Nos anos 80, o cafona virou brega e aquela avacalhação positiva da época, da qual Chacrinha foi a melhor representação, provocou uma rearrumação e juntou tudo num só caldeirão: o brega invadiu as fm’s. Vieram, em seguida, como uma avalanche, o pagode, o forró estilizado e o sertanejo, variações mais simplificadas, em letra e melodia, dos tradicionais samba, forró pé-de-serra e música caipira. O amor permanecia como tema central, a cicatrizar cotovelos doloridos, por meio de canções como
Não aprendi dizer adeus e
Nuvem de lágrimas (sucessos de Leandro e Leonardo, Chitãozinho e Xororó), em shows caros e bem produzidos.
Não tardou a se tentar nova separação, inclusive no dial, torcido junto com o nariz dos descontentes. Além disso, de lá pra cá, a pirataria - que não se restringe à camada menos favorecida da população -, a despeito de seus aspectos negativos, teve o mérito de tornar o mercado de discos mais acessível a esse grupo, tornando-se, para os sem-internet, uma alternativa aos
downloads em banda larga. Surgiu, então, uma espécie de brega do b, um mercado paralelo, reivindicando de volta para si o que fora apropriado por ouvidos medianos (de classe média), frequentadores dos caros
hall's da vida.
O conceito de brega na música, vale salientar, engloba não apenas a canção, mas também o intérprete - sua voz, postura, vestuário e o que mais possa ser objeto de comparação, ou seja, tudo. E tudo depende da maneira como se vê, o que explica como uma mesma canção pode ser recebida de maneiras diferentes, quando interpretada por nomes da MPB ou por cantores mais populares.
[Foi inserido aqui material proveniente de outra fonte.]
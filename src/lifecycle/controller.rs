use super::signal::CancelSignal;
use super::state::LifecycleState;
use super::tasks::{TaskCounter, TaskGuard};
use crate::error::{LifecycleError, Result, ServerError};
use parking_lot::Mutex;
use std::future::Future;
use std::sync::atomic::{AtomicU8, Ordering};
use std::sync::{Arc, OnceLock};
use tokio::sync::mpsc::error::{TryRecvError, TrySendError};
use tokio::sync::{mpsc, watch};
use tokio::task::JoinHandle;
use tokio_util::sync::CancellationToken;
use tracing::{debug, warn, Instrument};

/// Default depth of the async error channel
pub const DEFAULT_ERROR_CHANNEL_CAPACITY: usize = 1;

/// Upper bound on compare-and-swap retries in `transition_to_stopping`. A retry
/// only happens after another caller committed a transition, and states only
/// move forward, so a handful of attempts always suffices.
const STOPPING_RETRY_LIMIT: usize = 16;

/// Construction options for [`LifecycleController`]
#[derive(Debug, Clone)]
pub struct ControllerOptions {
    error_channel_capacity: usize,
}

impl ControllerOptions {
    pub fn new() -> Self {
        Self {
            error_channel_capacity: DEFAULT_ERROR_CHANNEL_CAPACITY,
        }
    }

    /// Set the async error buffer depth (at least 1)
    pub fn with_error_channel_capacity(mut self, capacity: usize) -> Self {
        self.error_channel_capacity = capacity.max(1);
        self
    }

    pub fn error_channel_capacity(&self) -> usize {
        self.error_channel_capacity
    }
}

impl Default for ControllerOptions {
    fn default() -> Self {
        Self::new()
    }
}

/// Receive-only handle on a controller's async error channel.
///
/// Clones share one underlying receiver, so each error is observed by exactly
/// one receiver. `recv` returns `None` once the channel has been closed and
/// drained, meaning the server is fully stopped.
#[derive(Debug, Clone)]
pub struct ErrorReceiver {
    inner: Arc<tokio::sync::Mutex<mpsc::Receiver<ServerError>>>,
}

impl ErrorReceiver {
    /// Wait for the next error. Cancel safe.
    pub async fn recv(&self) -> Option<ServerError> {
        self.inner.lock().await.recv().await
    }

    /// Take a buffered error without waiting. Reports `Empty` while another
    /// clone is blocked in `recv`.
    pub fn try_recv(&self) -> std::result::Result<ServerError, TryRecvError> {
        match self.inner.try_lock() {
            Ok(mut receiver) => receiver.try_recv(),
            Err(_) => Err(TryRecvError::Empty),
        }
    }
}

/// Concurrency-safe lifecycle state machine shared by every server type.
///
/// ```text
/// Created --start(ok)--------> Starting --running--> Running
/// Created --start(cancelled)-> Failed
/// Starting --failed----------> Failed
/// Starting/Running --stopping--> Stopping --stopped--> Stopped
/// Created --stopping---------> Stopped
/// ```
///
/// An instance is single-use: once `Stopped` or `Failed`, build a new one.
/// State reads are lock-free; `last_error` and the error sender sit behind
/// short-lived mutexes.
pub struct LifecycleController {
    state: AtomicU8,
    // Also serializes the write of `state` to Failed so that a reader who sees
    // Failed always finds the cause recorded.
    last_error: Mutex<Option<ServerError>>,
    cancellation: OnceLock<CancellationToken>,
    ready: watch::Sender<bool>,
    // Mirror of `state` for waiters; republished after every committed transition.
    observed: watch::Sender<LifecycleState>,
    error_tx: Mutex<Option<mpsc::Sender<ServerError>>>,
    errors: ErrorReceiver,
    tasks: TaskCounter,
}

impl LifecycleController {
    /// Create a controller in the `Created` state
    pub fn new(options: ControllerOptions) -> Self {
        let (error_tx, error_rx) = mpsc::channel(options.error_channel_capacity.max(1));
        let (ready, _) = watch::channel(false);
        let (observed, _) = watch::channel(LifecycleState::Created);

        Self {
            state: AtomicU8::new(LifecycleState::Created.as_raw()),
            last_error: Mutex::new(None),
            cancellation: OnceLock::new(),
            ready,
            observed,
            error_tx: Mutex::new(Some(error_tx)),
            errors: ErrorReceiver {
                inner: Arc::new(tokio::sync::Mutex::new(error_rx)),
            },
            tasks: TaskCounter::new(),
        }
    }

    /// Current state (lock-free)
    pub fn state(&self) -> LifecycleState {
        // Only values produced by `LifecycleState::as_raw` are ever stored.
        LifecycleState::try_from(self.state.load(Ordering::SeqCst))
            .unwrap_or(LifecycleState::Failed)
    }

    pub fn is_running(&self) -> bool {
        self.state() == LifecycleState::Running
    }

    /// The cause of the `Failed` state, `None` in any other state
    pub fn last_error(&self) -> Option<ServerError> {
        self.last_error.lock().clone()
    }

    /// Token cancelled when the server stops or fails. `None` before `Starting`.
    pub fn cancellation_token(&self) -> Option<CancellationToken> {
        self.cancellation.get().cloned()
    }

    pub fn errors(&self) -> ErrorReceiver {
        self.errors.clone()
    }

    pub fn is_ready(&self) -> bool {
        *self.ready.borrow()
    }

    pub fn task_count(&self) -> usize {
        self.tasks.count()
    }

    /// Move `Created -> Starting` and allocate the cancellation token.
    ///
    /// The caller's signal is checked first: a signal that already fired fails
    /// the instance before any startup work can race it to `Running`.
    pub fn transition_to_starting(&self, signal: &CancelSignal) -> Result<()> {
        if let Some(cause) = signal.cause() {
            let err: ServerError = LifecycleError::CancelledBeforeStart { cause }.into();
            if self.record_failure(err.clone(), Some(LifecycleState::Created)) {
                return Err(err);
            }
            return Err(self.invalid_transition("start"));
        }

        if self
            .state
            .compare_exchange(
                LifecycleState::Created.as_raw(),
                LifecycleState::Starting.as_raw(),
                Ordering::SeqCst,
                Ordering::SeqCst,
            )
            .is_err()
        {
            return Err(self.invalid_transition("start"));
        }

        let token = CancellationToken::new();
        let _ = self.cancellation.set(token.clone());
        self.publish_state();

        // A concurrent stop or failure may have left Starting before the token
        // was published; it could not cancel what it could not see.
        if self.state() != LifecycleState::Starting {
            token.cancel();
        }

        debug!("Lifecycle transitioned to starting");
        Ok(())
    }

    /// Move `Starting -> Running` and fire the ready signal.
    ///
    /// Ignored in any other state, so duplicate or late calls are harmless.
    pub fn transition_to_running(&self) {
        if self
            .state
            .compare_exchange(
                LifecycleState::Starting.as_raw(),
                LifecycleState::Running.as_raw(),
                Ordering::SeqCst,
                Ordering::SeqCst,
            )
            .is_ok()
        {
            self.ready.send_replace(true);
            self.publish_state();
            debug!("Lifecycle transitioned to running");
        }
    }

    /// Force `Failed`, record `err` and cancel background work.
    ///
    /// Applies from any state. The error is also offered to the error channel
    /// without blocking.
    pub fn transition_to_failed(&self, err: ServerError) {
        self.record_failure(err, None);
    }

    /// Begin shutdown.
    ///
    /// Returns `true` for exactly one caller, the one that moved a `Starting`
    /// or `Running` instance to `Stopping`; that caller must finish the
    /// teardown. A never-started instance goes straight to `Stopped`.
    pub fn transition_to_stopping(&self) -> bool {
        for _ in 0..STOPPING_RETRY_LIMIT {
            let current = self.state();
            match current {
                LifecycleState::Stopped | LifecycleState::Failed | LifecycleState::Stopping => {
                    return false
                }
                LifecycleState::Created => {
                    if self.swap_state(LifecycleState::Created, LifecycleState::Stopped) {
                        self.publish_state();
                        debug!("Lifecycle stopped before it was started");
                        return false;
                    }
                }
                LifecycleState::Starting | LifecycleState::Running => {
                    if self.swap_state(current, LifecycleState::Stopping) {
                        if let Some(token) = self.cancellation.get() {
                            token.cancel();
                        }
                        self.publish_state();
                        debug!(from = %current, "Lifecycle transitioned to stopping");
                        return true;
                    }
                }
            }
        }

        warn!(
            state = %self.state(),
            "Gave up moving to stopping after {} contended attempts",
            STOPPING_RETRY_LIMIT
        );
        false
    }

    /// Mark the instance fully stopped. Call only after every task is released.
    ///
    /// A `Failed` instance stays failed.
    pub fn transition_to_stopped(&self) {
        let failed = LifecycleState::Failed.as_raw();
        let stopped = LifecycleState::Stopped.as_raw();
        let result = self
            .state
            .fetch_update(Ordering::SeqCst, Ordering::SeqCst, |raw| {
                (raw != failed).then_some(stopped)
            });
        if result.is_ok() {
            self.publish_state();
            debug!("Lifecycle transitioned to stopped");
        }
    }

    /// Resolves once the ready signal has fired
    pub async fn ready(&self) {
        let mut ready = self.ready.subscribe();
        let _ = ready.wait_for(|ready| *ready).await;
    }

    /// Wait until `Running`, the instance halts, or `signal` fires.
    ///
    /// Halting covers every path past `Running` or around it (stopping,
    /// stopped, failed), including one taken while this call was already
    /// waiting on a `Created` instance.
    pub async fn wait_until_ready(&self, signal: &CancelSignal) -> Result<()> {
        if self.is_ready() {
            return Ok(());
        }

        tokio::select! {
            biased;
            _ = self.ready() => Ok(()),
            _ = self.halted() => {
                if self.is_ready() {
                    Ok(())
                } else {
                    Err(LifecycleError::FailedBeforeReady.into())
                }
            }
            cause = signal.done() => Err(LifecycleError::ReadyWait { cause }.into()),
        }
    }

    /// Resolves once the state is `Stopping` or later
    pub async fn halted(&self) {
        self.wait_for_state(|state| *state >= LifecycleState::Stopping)
            .await;
    }

    /// Resolves once the state is `Stopped` or `Failed`
    pub async fn wait_until_terminal(&self) {
        self.wait_for_state(LifecycleState::is_terminal).await;
    }

    async fn wait_for_state<F>(&self, predicate: F)
    where
        F: FnMut(&LifecycleState) -> bool,
    {
        let mut observed = self.observed.subscribe();
        // The sender lives as long as `self`, so this only returns on a match.
        let _ = observed.wait_for(predicate).await;
    }

    /// Wait until every registered task has been released
    pub async fn wait_until_shutdown(&self) {
        self.tasks.wait_idle().await;
    }

    /// Register a background task; it is released when the guard drops
    pub fn register_task(&self) -> TaskGuard {
        self.tasks.register()
    }

    /// Register and spawn a background task on the current runtime
    pub fn spawn_task<F>(&self, name: &'static str, task: F) -> JoinHandle<()>
    where
        F: Future<Output = ()> + Send + 'static,
    {
        let guard = self.register_task();
        tokio::spawn(
            async move {
                let _guard = guard;
                task.await;
            }
            .instrument(tracing::debug_span!("task", name)),
        )
    }

    /// Offer an error to observers without changing state. Dropped when the
    /// channel is full or closed.
    pub fn report_async_error(&self, err: ServerError) {
        self.send_error(err);
    }

    /// Close the error channel; observers see end-of-stream after draining.
    pub fn close_error_channel(&self) {
        if self.error_tx.lock().take().is_none() {
            debug!("Error channel already closed");
        }
    }

    fn record_failure(&self, err: ServerError, expected: Option<LifecycleState>) -> bool {
        {
            let mut last_error = self.last_error.lock();
            match expected {
                Some(expected) => {
                    if !self.swap_state(expected, LifecycleState::Failed) {
                        return false;
                    }
                }
                None => self
                    .state
                    .store(LifecycleState::Failed.as_raw(), Ordering::SeqCst),
            }
            *last_error = Some(err.clone());
        }
        self.publish_state();

        if let Some(token) = self.cancellation.get() {
            token.cancel();
        }

        warn!(error = %err, "Lifecycle transitioned to failed");
        self.send_error(err);
        true
    }

    fn send_error(&self, err: ServerError) {
        let sender = self.error_tx.lock();
        match sender.as_ref() {
            Some(tx) => match tx.try_send(err) {
                Ok(()) => {}
                Err(TrySendError::Full(err)) => {
                    debug!(error = %err, "Error channel full, dropping error");
                }
                Err(TrySendError::Closed(err)) => {
                    debug!(error = %err, "Error channel has no receiver, dropping error");
                }
            },
            None => debug!(error = %err, "Error channel closed, dropping error"),
        }
    }

    /// Copy the committed state into the watch. The atomic is re-read under
    /// the watch lock, so the last publisher always leaves the latest value.
    fn publish_state(&self) {
        self.observed.send_if_modified(|observed| {
            let current = self.state();
            if *observed == current {
                return false;
            }
            *observed = current;
            true
        });
    }

    fn swap_state(&self, from: LifecycleState, to: LifecycleState) -> bool {
        self.state
            .compare_exchange(from.as_raw(), to.as_raw(), Ordering::SeqCst, Ordering::SeqCst)
            .is_ok()
    }

    fn invalid_transition(&self, operation: &'static str) -> ServerError {
        LifecycleError::InvalidTransition {
            operation,
            state: self.state(),
        }
        .into()
    }
}

impl Default for LifecycleController {
    fn default() -> Self {
        Self::new(ControllerOptions::default())
    }
}

impl std::fmt::Debug for LifecycleController {
    fn fmt(&self, f: &mut std::fmt::Formatter<'_>) -> std::fmt::Result {
        f.debug_struct("LifecycleController")
            .field("state", &self.state())
            .field("tasks", &self.task_count())
            .finish()
    }
}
A elite narcisista acha feio o que não é espelho.
Obs.: Escute aqui outro clássico do cancioneiro brega: Prometemos não chorar (Barros de Alencar), com destaque para o imenso esnobismo do personagem e o barulhinho da xícara em “- seu café está esfriando”.
* Deixe essa vergonha de lado (Odair José / Andreia Teixeira)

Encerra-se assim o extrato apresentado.